For acute porphyrias – is to provide treatment to the symptoms and prevent complications. Possible treatments are:

  • stopping medications that might have triggered the symptoms,
  • treatment of infections or other illnesses,
  • medicines for pain, vomiting and nausea,
  • glucose or sugar taken by mouth to maintain carbohydrates,
  • intravenous fluids for dehydration,
  • injection of hemin to limit the body’s production of porphyrin.

For cutaneous – treatment is to reduce of exposure to sunlight hat may include:

  • phlebotomy – drawing amount of blood to reduce the iron in your body,
  • medication – such as hydroxychloroquine (Plaquenil) or chloroquine (Aralen) that can absorb excess porphyrins, this medications are used by people who cannot take phlebotomy,
  • beta carotene – this can help your skin’s tolerance to sunlight,
  • eliminating or reducing triggers such as too much sunlight or medications, may be reduced or removed,
  • Vitamin D – to replace Vitamin D deficiency because of the avoidance of the sun.

6 Prevention

There is no prevention for porphyria but some of these may help in preventing its symptoms such as:

  • avoid alcohol or illegal drugs,
  • avoid medications that triggers acute attacks,
  • avoid smoking,
  • minimize sun exposure, if you are going to go outside use a broad-spectrum sunscreen and wear protective clothing,
  • avoid dieting and fasting that involves severe calorie restriction,
  • control your emotional stress,
  • treat infections and other illnesses.

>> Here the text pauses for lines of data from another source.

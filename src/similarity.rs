//! Sequence similarity based on longest matching blocks.
//!
//! The ratio of two sequences is `2 * M / T`, where `T` is the combined length and `M`
//! the number of elements covered by matching blocks. Blocks are found by taking the
//! longest common contiguous run, then recursing into the pieces to its left and right.
//! Among equally long runs the one starting earliest in `a`, then earliest in `b`, wins.

use std::cmp::Ordering;
use std::collections::HashMap;

/// Similarity ratio of two strings, in `[0, 1]`, counted over Unicode scalar values.
pub fn similarity_ratio(a: &str, b: &str) -> f64 {
  SimilarityScorer::new(b).ratio(a)
}

/// Scores many candidate strings against one fixed target.
///
/// The target's character index is built once, so scoring a pool of candidates only pays
/// for the candidates themselves.
#[derive(Debug, Clone)]
pub struct SimilarityScorer {
  target: Vec<char>,
  positions: HashMap<char, Vec<usize>>,
  counts: HashMap<char, usize>,
}

impl SimilarityScorer {
  /// Index the target string.
  pub fn new(target: &str) -> Self {
    let target: Vec<char> = target.chars().collect();
    let mut positions: HashMap<char, Vec<usize>> = HashMap::new();
    let mut counts: HashMap<char, usize> = HashMap::new();
    for (index, ch) in target.iter().enumerate() {
      positions.entry(*ch).or_default().push(index);
      *counts.entry(*ch).or_default() += 1;
    }

    Self {
      target,
      positions,
      counts,
    }
  }

  /// Full longest-matching-blocks ratio of `candidate` against the target.
  pub fn ratio(&self, candidate: &str) -> f64 {
    let candidate: Vec<char> = candidate.chars().collect();
    let matched = self.matched_len(&candidate);
    ratio_of(matched, candidate.len() + self.target.len())
  }

  /// Upper bound on [`Self::ratio`] from the character multisets alone.
  pub fn quick_ratio(&self, candidate: &str) -> f64 {
    let mut available: HashMap<char, usize> = HashMap::new();
    let mut matches = 0;
    let mut length = 0;
    for ch in candidate.chars() {
      length += 1;
      let remaining = available
        .entry(ch)
        .or_insert_with(|| self.counts.get(&ch).copied().unwrap_or(0));
      if *remaining > 0 {
        *remaining -= 1;
        matches += 1;
      }
    }
    ratio_of(matches, length + self.target.len())
  }

  /// Upper bound on [`Self::quick_ratio`] from the lengths alone.
  pub fn real_quick_ratio(&self, candidate: &str) -> f64 {
    let length = candidate.chars().count();
    ratio_of(length.min(self.target.len()), length + self.target.len())
  }

  fn matched_len(&self, candidate: &[char]) -> usize {
    let mut total = 0;
    let mut pending = vec![(0, candidate.len(), 0, self.target.len())];

    while let Some((a_lo, a_hi, b_lo, b_hi)) = pending.pop() {
      let (i, j, size) = self.longest_match(candidate, a_lo, a_hi, b_lo, b_hi);
      if size == 0 {
        continue;
      }
      total += size;
      if a_lo < i && b_lo < j {
        pending.push((a_lo, i, b_lo, j));
      }
      if i + size < a_hi && j + size < b_hi {
        pending.push((i + size, a_hi, j + size, b_hi));
      }
    }

    total
  }

  fn longest_match(
    &self,
    candidate: &[char],
    a_lo: usize,
    a_hi: usize,
    b_lo: usize,
    b_hi: usize,
  ) -> (usize, usize, usize) {
    let (mut best_i, mut best_j, mut best_size) = (a_lo, b_lo, 0);
    // Length of the run ending at target index `j` for the previous candidate position.
    let mut run_ending: HashMap<usize, usize> = HashMap::new();

    for (i, ch) in candidate.iter().enumerate().take(a_hi).skip(a_lo) {
      let mut next_run: HashMap<usize, usize> = HashMap::new();
      if let Some(positions) = self.positions.get(ch) {
        for &j in positions {
          if j < b_lo {
            continue;
          }
          if j >= b_hi {
            break;
          }
          let previous = j
            .checked_sub(1)
            .and_then(|prev| run_ending.get(&prev))
            .copied()
            .unwrap_or(0);
          let size = previous + 1;
          next_run.insert(j, size);
          if size > best_size {
            best_i = i + 1 - size;
            best_j = j + 1 - size;
            best_size = size;
          }
        }
      }
      run_ending = next_run;
    }

    (best_i, best_j, best_size)
  }
}

fn ratio_of(matches: usize, length: usize) -> f64 {
  if length == 0 {
    1.0
  } else {
    2.0 * matches as f64 / length as f64
  }
}

/// Rank `possibilities` by similarity to `word`, keeping those scoring at least `cutoff`.
///
/// Results are ordered by score, highest first. Equal scores are ordered by candidate
/// text, greatest first, which keeps the ranking total and independent of input order.
/// At most `limit` entries are returned.
pub fn close_matches<'p, I>(word: &str, possibilities: I, limit: usize, cutoff: f64) -> Vec<(f64, &'p str)>
where
  I: IntoIterator<Item = &'p str>,
{
  if limit == 0 {
    return Vec::new();
  }

  let scorer = SimilarityScorer::new(word);
  let mut scored: Vec<(f64, &'p str)> = possibilities
    .into_iter()
    .filter(|candidate| {
      scorer.real_quick_ratio(candidate) >= cutoff && scorer.quick_ratio(candidate) >= cutoff
    })
    .filter_map(|candidate| {
      let score = scorer.ratio(candidate);
      (score >= cutoff).then_some((score, candidate))
    })
    .collect();

  scored.sort_by(|left, right| rank_descending(*left, *right));
  scored.truncate(limit);
  scored
}

fn rank_descending(left: (f64, &str), right: (f64, &str)) -> Ordering {
  right
    .0
    .partial_cmp(&left.0)
    .unwrap_or(Ordering::Equal)
    .then_with(|| right.1.cmp(left.1))
}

You and your family might want to consider genetic testing because porphyria is an inherited disorder.

7 Alternative and Homeopathic Remedies

There are no homeopathic remedies for porphyria.

8 Lifestyle and Coping

Lifestyle modifications are necessary in order to cope with porphyria.

If you have porphyria:

  • consult your doctor as soon as possible because sometimes medications and treatments or surgery can trigger the symptoms,
  • consult your doctor and ask him what type of porphyria you have so you would know the symptom triggers and will avoid them,
  • wear a medical alert necklace or bracelet.

9 Risks and Complications

There are several risks and complications associated with porphyria.

Some of the risks that can cause porphyria include:

  • genetic factor,
  • environmental factors,
  • chemicals,
  • smoking,
  • fasting or dieting,
  • emotional stress,
  • liver disease,
  • sun exposure,
  • alcohol use,
  • menstrual hormones,
  • certain drugs such as barbiturates, sulfonamide antibiotics, birth control pills, psychoactive drugs,
  • excess iron from your body,
  • physical stress.

Possible complications may include:

  • breathing difficulties that can lead to respiratory failure if left untreated,
  • dehydration because of vomiting, if severe this might require receiving fluids through your veins,
  • high blood pressure or hypertension or may damage your kidneys,
  • hyponatremia or low sodium in your blood; liver damage, if severe may lead to liver transplant,
  • chronic kidney failure; permanent skin damage, scars may remain on your skin or you may have abnormal coloring or appearance which can also lead to falling hair.